▸ **WORK TO BE COMPLETED**: Reproduce each line of the listing exactly.

-.-.-

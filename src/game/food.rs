use rand::Rng;
use std::f64::consts::TAU;
use tracing::debug;

use super::state::{Position, Snake, is_inside};

/// Result of moving the food
#[derive(Debug, Clone, Copy, PartialEq, Eq)]
pub enum Placement {
    Placed(Position),
    /// Every cell of the disk is covered by the snake
    BoardFull,
}

/// The single piece of food on the board
#[derive(Debug, Clone, PartialEq)]
pub struct Food {
    position: Position,
    border_radius: i32,
}

impl Food {
    /// Food starts just inside the right edge, before its first relocation.
    pub fn new(border_radius: i32) -> Self {
        Self {
            position: Position::new(border_radius - 1, 0),
            border_radius,
        }
    }

    pub fn position(&self) -> Position {
        self.position
    }

    /// Put the food on a specific cell
    pub fn place_at(&mut self, position: Position) {
        self.position = position;
    }

    /// Move the food to a uniformly random free cell of the disk.
    ///
    /// Samples are redrawn when they round to a cell outside the disk or on
    /// the snake. After `max_attempts` misses the disk is scanned row by row
    /// and the first free cell is taken.
    pub fn relocate<R: Rng + ?Sized>(
        &mut self,
        snake: &Snake,
        rng: &mut R,
        max_attempts: u32,
    ) -> Placement {
        for _ in 0..max_attempts {
            let candidate = sample_disk(self.border_radius, rng);
            if is_inside(candidate, self.border_radius) && !snake.occupies(candidate) {
                self.position = candidate;
                return Placement::Placed(candidate);
            }
        }

        debug!(
            attempts = max_attempts,
            "random food placement exhausted, scanning for a free cell"
        );
        match first_free_cell(self.border_radius, snake) {
            Some(cell) => {
                self.position = cell;
                Placement::Placed(cell)
            }
            None => Placement::BoardFull,
        }
    }
}

/// Draw a point uniformly from the disk and round it to the lattice.
pub fn sample_disk<R: Rng + ?Sized>(radius: i32, rng: &mut R) -> Position {
    let r = radius as f64 * rng.r#gen::<f64>().sqrt();
    let theta = TAU * rng.r#gen::<f64>();
    Position::new(
        (r * theta.cos()).round() as i32,
        (r * theta.sin()).round() as i32,
    )
}

fn first_free_cell(radius: i32, snake: &Snake) -> Option<Position> {
    (-radius..=radius)
        .flat_map(|y| (-radius..=radius).map(move |x| Position::new(x, y)))
        .find(|&cell| is_inside(cell, radius) && !snake.occupies(cell))
}
pub mod handler;

pub use handler::{Button, InputHandler, JoystickLatch, KeyAction};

-.-.-

▸ **WRITTEN REPLY**:
filename src/game/food.rs
use rand::Rng;
use std::f64::consts::TAU;
use tracing::debug;

use super::state::{Position, Snake, is_inside};

/// Result of moving the food
#[derive(Debug, Clone, Copy, PartialEq, Eq)]
pub enum Placement {
    Placed(Position),
    /// Every cell of the disk is covered by the snake
    BoardFull,
}

/// The single piece of food on the board
#[derive(Debug, Clone, PartialEq)]
pub struct Food {
    position: Position,
    border_radius: i32,
}

impl Food {
    /// Food starts just inside the right edge, before its first relocation.
    pub fn new(border_radius: i32) -> Self {
        Self {
            position: Position::new(border_radius - 1, 0),
            border_radius,
        }
    }

    pub fn position(&self) -> Position {
        self.position
    }

    /// Put the food on a specific cell
    pub fn place_at(&mut self, position: Position) {
        self.position = position;
    }

    /// Move the food to a uniformly random free cell of the disk.
    ///
    /// Samples are redrawn when they round to a cell outside the disk or on
    /// the snake. After `max_attempts` misses the disk is scanned row by row
    /// and the first free cell is taken.
    pub fn relocate<R: Rng + ?Sized>(
        &mut self,
        snake: &Snake,
        rng: &mut R,
        max_attempts: u32,
    ) -> Placement {
        for _ in 0..max_attempts {
            let candidate = sample_disk(self.border_radius, rng);
            if is_inside(candidate, self.border_radius) && !snake.occupies(candidate) {
                self.position = candidate;
                return Placement::Placed(candidate);
            }
        }

        debug!(
            attempts = max_attempts,
            "random food placement exhausted, scanning for a free cell"
        );
        match first_free_cell(self.border_radius, snake) {
            Some(cell) => {
                self.position = cell;
                Placement::Placed(cell)
            }
            None => Placement::BoardFull,
        }
    }
}

/// Draw a point uniformly from the disk and round it to the lattice.
pub fn sample_disk<R: Rng + ?Sized>(radius: i32, rng: &mut R) -> Position {
    let r = radius as f64 * rng.r#gen::<f64>().sqrt();
    let theta = TAU * rng.r#gen::<f64>();
    Position::new(
        (r * theta.cos()).round() as i32,
        (r * theta.sin()).round() as i32,
    )
}

fn first_free_cell(radius: i32, snake: &Snake) -> Option<Position> {
    (-radius..=radius)
        .flat_map(|y| (-radius..=radius).map(move |x| Position::new(x, y)))
        .find(|&cell| is_inside(cell, radius) && !snake.occupies(cell))
}
pub mod handler;

pub use handler::{Button, InputHandler, JoystickLatch, KeyAction};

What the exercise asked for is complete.